La vertu qu'elle a ou qu'on lui attribue de guérir de la pierre, en la dissolvant, l'a rendue célèbre. En 1690 un officier Hollandais assura à la Compagnie des Indes Orientales qu'il avait guéri plus de cent personnes de la néphrétique, et même de la pierre, par l'usage seul de cette plante. Ce témoignage fut confirmé par celui du gouverneur de Ceylan. En 1699, le chirurgien de l'hôpital de la ville de Colombo écrivit les mêmes choses de l'acmella à P. Hotton. Ce chirurgien distinguait dans sa lettre trois sortes d'acmella différentes entr'elles, principalement par la couleur des feuilles ; il recommandait surtout celle à semences noires et à grandes feuilles.

On cueille les feuilles avant que les fleurs paraissent ; on les fait sécher au soleil, et on les prend en poudre dans du thé, ou quelqu'autre véhicule convenable : ou l'on fait infuser la racine, les tiges, et les branches dans de l'esprit-de-vin, que l'on distille ensuite ; l'on se sert des fleurs, de l'extrait, de la racine et des sels de cette plante dans la pleurésie, les coliques, et les fièvres.

Comme une plante aussi importante ne peut être trop bien connue, j'ajouterai à la description précédente celle de Breyn. Cet auteur dit que sa racine est fibreuse et blanche, sa tige carrée et haute d'environ un pied ; qu'elle se divise en plusieurs branches ; que ses feuilles sont longues, pointues, raboteuses, et un peu découpées, et que ses fleurs naissent aux extrémités des branches.

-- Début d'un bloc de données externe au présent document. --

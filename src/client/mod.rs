pub mod generation;
pub mod proxy;

pub use generation::{GenerationApi, HttpGenerationApi};
pub use proxy::{HttpProxyApi, ProxyApi};

use crate::error::{GenPixError, Result};

/// Maps a non-success response to an error, keeping the body for context.
pub(crate) async fn check_status(response: reqwest::Response) -> Result<reqwest::Response> {
    let status = response.status();
    if status.is_success() {
        return Ok(response);
    }

    let message = response.text().await.unwrap_or_default();
    Err(match status.as_u16() {
        401 => GenPixError::Unauthorized,
        403 => GenPixError::QuotaExceeded(message),
        code => GenPixError::UpstreamError {
            status: code,
            message,
        },
    })
}
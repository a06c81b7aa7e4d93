//! Documentation and train-wide actions backed by configured commands.
//!
//! Each action runs its command list in order. Documentation repository
//! commands run in a checkout of `git.documentation_url`; every other action
//! runs in the working directory. `{{version}}` expands to the released
//! version (the release train version for train-wide actions) and
//! `{{branch}}` to the documentation branch. An empty list makes the action
//! a no-op.

use std::path::{Path, PathBuf};

use async_trait::async_trait;
use tracing::info;
use trainman_core::config::{BuildConfig, PostReleaseConfig};
use trainman_core::{
    DocumentationUpdater, PostReleaseActions, Projects, ProjectVersion, ReleaseError,
    ReleaserConfig, Result,
};
use uuid::Uuid;

use crate::command::CommandRunner;
use crate::git::git;

const BRANCH_PLACEHOLDER: &str = "{{branch}}";

fn clone_root(config: &ReleaserConfig) -> PathBuf {
    config
        .git
        .clone_destination_dir
        .clone()
        .unwrap_or_else(|| std::env::temp_dir().join(format!("trainman-{}", Uuid::new_v4())))
}

pub struct ScriptedActions {
    commands: PostReleaseConfig,
    build: BuildConfig,
    working_dir: PathBuf,
    documentation_url: String,
    documentation_checkout: PathBuf,
    train_project: String,
    runner: CommandRunner,
}

impl ScriptedActions {
    pub fn new(config: &ReleaserConfig) -> Self {
        Self {
            commands: config.post_release.clone(),
            build: config.build.clone(),
            working_dir: config.working_dir(),
            documentation_url: config.git.documentation_url.clone(),
            documentation_checkout: clone_root(config).join("documentation"),
            train_project: config.meta_release.release_train_project_name.clone(),
            runner: CommandRunner::new(config.build.wait_time()),
        }
    }

    async fn run(
        &self,
        action: &str,
        commands: &[String],
        dir: &Path,
        version: &str,
        branch: &str,
    ) -> Result<()> {
        if commands.is_empty() {
            info!(action = %action, "No commands configured; skipping");
            return Ok(());
        }
        for command in commands {
            let command = self
                .build
                .render(command, version)
                .replace(BRANCH_PLACEHOLDER, branch);
            self.runner.run_checked(dir, &command).await?;
        }
        info!(action = %action, commands = commands.len(), "Action finished");
        Ok(())
    }

    /// Clone of the documentation repository at `branch`, reused when present.
    async fn documentation_checkout(&self, branch: &str) -> Result<PathBuf> {
        let checkout = &self.documentation_checkout;
        if !checkout.join(".git").is_dir() {
            let parent = checkout.parent().unwrap_or(checkout.as_path());
            tokio::fs::create_dir_all(parent).await?;
            let target = checkout.to_string_lossy().into_owned();
            info!(url = %self.documentation_url, dir = %target, "Cloning documentation");
            git(parent, &["clone", &self.documentation_url, &target]).await?;
        }
        if git(checkout, &["rev-parse", "--abbrev-ref", "HEAD"]).await? != branch {
            git(checkout, &["checkout", branch]).await?;
        }
        Ok(checkout.clone())
    }

    fn train_version<'a>(&self, versions: &'a Projects) -> &'a str {
        versions
            .get(&self.train_project)
            .map(ProjectVersion::version)
            .unwrap_or_default()
    }

    async fn run_train_action(
        &self,
        action: &str,
        commands: &[String],
        versions: &Projects,
    ) -> Result<()> {
        self.run(
            action,
            commands,
            &self.working_dir,
            self.train_version(versions),
            "",
        )
        .await
        .map_err(|e| ReleaseError::PostRelease(format!("{action}: {e}")))
    }
}

#[async_trait]
impl DocumentationUpdater for ScriptedActions {
    async fn update_docs_repo(&self, release: &ProjectVersion, branch: &str) -> Result<()> {
        let commands = &self.commands.docs_repo_commands;
        if commands.is_empty() {
            info!(action = "update_docs_repo", "No commands configured; skipping");
            return Ok(());
        }
        async {
            let checkout = self.documentation_checkout(branch).await?;
            self.run("update_docs_repo", commands, &checkout, release.version(), branch)
                .await
        }
        .await
        .map_err(|e| ReleaseError::Documentation(e.to_string()))
    }

    async fn update_project_page(&self, versions: &Projects) -> Result<()> {
        self.run(
            "update_project_page",
            &self.commands.project_page_commands,
            &self.working_dir,
            self.train_version(versions),
            "",
        )
        .await
        .map_err(|e| ReleaseError::Documentation(e.to_string()))
    }
}

#[async_trait]
impl PostReleaseActions for ScriptedActions {
    async fn run_updated_samples(&self, versions: &Projects) -> Result<()> {
        self.run_train_action("run_updated_samples", &self.commands.samples_commands, versions)
            .await
    }

    async fn generate_train_docs(&self, versions: &Projects) -> Result<()> {
        self.run_train_action("generate_train_docs", &self.commands.train_docs_commands, versions)
            .await
    }

    async fn update_all_samples(&self, versions: &Projects) -> Result<()> {
        self.run_train_action(
            "update_all_samples",
            &self.commands.update_all_samples_commands,
            versions,
        )
        .await
    }
}
//! Build tool invocation through configured shell commands.

use std::path::Path;

use async_trait::async_trait;
use tracing::info;
use trainman_core::config::BuildConfig;
use trainman_core::{ProjectBuilder, ProjectVersion, Result};

use crate::command::CommandRunner;

/// [`ProjectBuilder`] running the `build` section's commands, each bounded
/// by `wait_time_minutes`.
pub struct ProcessBuilder {
    config: BuildConfig,
    runner: CommandRunner,
}

impl ProcessBuilder {
    pub fn new(config: BuildConfig) -> Self {
        let runner = CommandRunner::new(config.wait_time());
        Self { config, runner }
    }

    async fn run(&self, project: &Path, version: &ProjectVersion, command: &str) -> Result<()> {
        let command = self.config.render(command, version.version());
        self.runner.run_checked(project, &command).await?;
        Ok(())
    }
}

#[async_trait]
impl ProjectBuilder for ProcessBuilder {
    async fn build(&self, project: &Path, version: &ProjectVersion) -> Result<()> {
        info!(version = %version.version(), "Building project");
        self.run(project, version, &self.config.build_command).await
    }

    async fn deploy(&self, project: &Path, version: &ProjectVersion) -> Result<()> {
        info!(version = %version.version(), "Deploying artifacts");
        self.run(project, version, &self.config.deploy_command).await
    }

    async fn publish_docs(&self, project: &Path, version: &ProjectVersion) -> Result<()> {
        for command in &self.config.publish_docs_commands {
            self.run(project, version, command).await?;
        }
        Ok(())
    }
}
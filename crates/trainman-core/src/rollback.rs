//! Undo a failed release of one project.
//!
//! Every step is best-effort: a failing step is logged and recorded in the
//! report, and never replaces the fault that triggered the rollback.

use std::sync::Arc;

use serde::Serialize;
use tracing::{info, warn};

use crate::collaborators::{DescriptorHandler, VcsHandler};
use crate::obs;
use crate::task::Arguments;
use crate::version::ProjectVersion;

#[derive(Debug, Clone, Copy, PartialEq, Eq, Serialize)]
#[serde(rename_all = "snake_case")]
pub enum RollbackState {
    /// Snapshot target; nothing was published.
    NotRequired,
    /// Version bump reverted; no restoration commit.
    RevertedOnly,
    /// Version bump reverted and snapshot coordinates restored and committed.
    RolledBack,
}

impl std::fmt::Display for RollbackState {
    fn fmt(&self, f: &mut std::fmt::Formatter<'_>) -> std::fmt::Result {
        match self {
            RollbackState::NotRequired => write!(f, "not_required"),
            RollbackState::RevertedOnly => write!(f, "reverted_only"),
            RollbackState::RolledBack => write!(f, "rolled_back"),
        }
    }
}

#[derive(Debug, Clone, PartialEq, Eq, Serialize)]
pub struct RollbackReport {
    pub state: RollbackState,
    /// Version found on disk after the revert.
    #[serde(skip_serializing_if = "Option::is_none")]
    pub original_version: Option<String>,
    /// Steps that failed, in order.
    #[serde(skip_serializing_if = "Vec::is_empty")]
    pub errors: Vec<String>,
}

impl RollbackReport {
    fn new(state: RollbackState) -> Self {
        Self {
            state,
            original_version: None,
            errors: Vec::new(),
        }
    }

    fn record(&mut self, step: &str, err: impl std::fmt::Display) {
        warn!(step = step, error = %err, "Rollback step failed");
        self.errors.push(format!("{step}: {err}"));
    }
}

pub struct RollbackHandler {
    descriptor: Arc<dyn DescriptorHandler>,
    vcs: Arc<dyn VcsHandler>,
}

impl RollbackHandler {
    pub fn new(descriptor: Arc<dyn DescriptorHandler>, vcs: Arc<dyn VcsHandler>) -> Self {
        Self { descriptor, vcs }
    }

    /// Revert the release of `args.target` and, when the project was on a
    /// snapshot before a GA or service release, restore and commit the
    /// snapshot coordinates.
    pub async fn rollback(&self, args: &Arguments) -> RollbackReport {
        let report = self.run_steps(args).await;
        obs::emit_rollback(
            args.target.project_name(),
            &report.state.to_string(),
            report.errors.len(),
        );
        report
    }

    async fn run_steps(&self, args: &Arguments) -> RollbackReport {
        let target = &args.target;
        if target.is_snapshot() {
            info!("Snapshot release failed; nothing to roll back");
            return RollbackReport::new(RollbackState::NotRequired);
        }

        let checkout = &args.project_checkout;
        let mut report = RollbackReport::new(RollbackState::RevertedOnly);

        info!(version = %target.version(), "Reverting version bump");
        if let Err(e) = self.vcs.revert_changes(checkout, target).await {
            report.record("revert_changes", e);
        }

        let original = match self.descriptor.read_version(checkout).await {
            Ok(raw) => ProjectVersion::new(target.project_name(), raw),
            Err(e) => Err(e),
        };
        let original = match original {
            Ok(original) => original,
            Err(e) => {
                report.record("read_version", e);
                return report;
            }
        };
        report.original_version = Some(original.version().to_string());

        if !(target.is_release_or_service_release() && original.is_snapshot()) {
            info!(
                original = %original.version(),
                "Original version is not a snapshot; revert only"
            );
            return report;
        }

        info!(original = %original.version(), "Restoring snapshot versions");
        let restored = args.versions.for_rollback(&original);
        if let Err(e) = self
            .descriptor
            .update_dependency_versions(checkout, &restored, &original, false)
            .await
        {
            report.record("update_dependency_versions", e);
            return report;
        }
        if let Err(e) = self
            .vcs
            .commit_after_bumping_versions(checkout, &original)
            .await
        {
            report.record("commit_after_bumping_versions", e);
            return report;
        }

        report.state = RollbackState::RolledBack;
        report
    }
}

Le même auteur ajoute qu'on peut prendre deux ou trois fois par jour de la teinture d'acmella faite avec l'esprit-de-vin dans un verre de vin de France ou du Rhin, ou dans quelque décoction antinéphrétique, pour faciliter la sortie du gravier et des pierres.

Nous ne pouvons trop inviter les naturalistes à rechercher les propriétés de cette plante. Quel bonheur pour le genre humain, si on lui découvrait par hasard celles qu'on lui attribue, et quel homme mériterait mieux l'immortalité que celui qui se serait livré à ce travail ? Peut-être faudrait-il faire le voyage de Ceylan. Les substances animales prennent des qualités singulières par l'usage que font les animaux de certains aliments plutôt que d'autres ; pourquoi n'en serait-il pas de même des substances végétales ? Mais si cette induction est raisonnable, il s'ensuit que telle plante cueillie d'un côté de cette montagne aura une vertu qu'on ne retrouvera pas dans la même plante cueillie de l'autre côté ; que telle plante avait jadis une propriété qu'elle n'a plus aujourd'hui, et qu'elle ne recouvrera peut-être jamais ; que les fruits, les végétaux, les animaux sont dans une vicissitude perpétuelle, par rapport à leurs qualités, à leurs formes, à leurs éléments ; qu'un ancien d'il y a quatre mille ans, ou plutôt que nos neveux dans dix mille ans ne reconnaitront peut-être aucun des fruits que nous avons aujourd'hui, en les comparant avec les descriptions les plus exactes que nous en faisons, et que par conséquent il faut être extrêmement réservé dans les jugements qu'on porte sur les endroits où les anciens historiens et naturalistes nous entretiennent de la forme, des vertus, et des autres qualités d'êtres qui sont dans un mouvement perpétuel d'altération. Mais, dira-t-on, si les aliments salubres dégénèrent en poison, de quoi vivront les animaux ? Il y a deux réponses à cette objection : la première, c'est que la forme, la constitution des animaux s'altérant en même proportion et par les mêmes degrés insensibles, les uns seront toujours convenables aux autres ; la seconde, c'est que s'il arrivait qu'une substance dégénérât avec trop de rapidité, les animaux en abandonneraient l'usage. On dit que le malum persicum ou la pêche nous est venue de Perse comme un poison ; c'est pourtant dans notre climat un excellent fruit, et un aliment fort sain.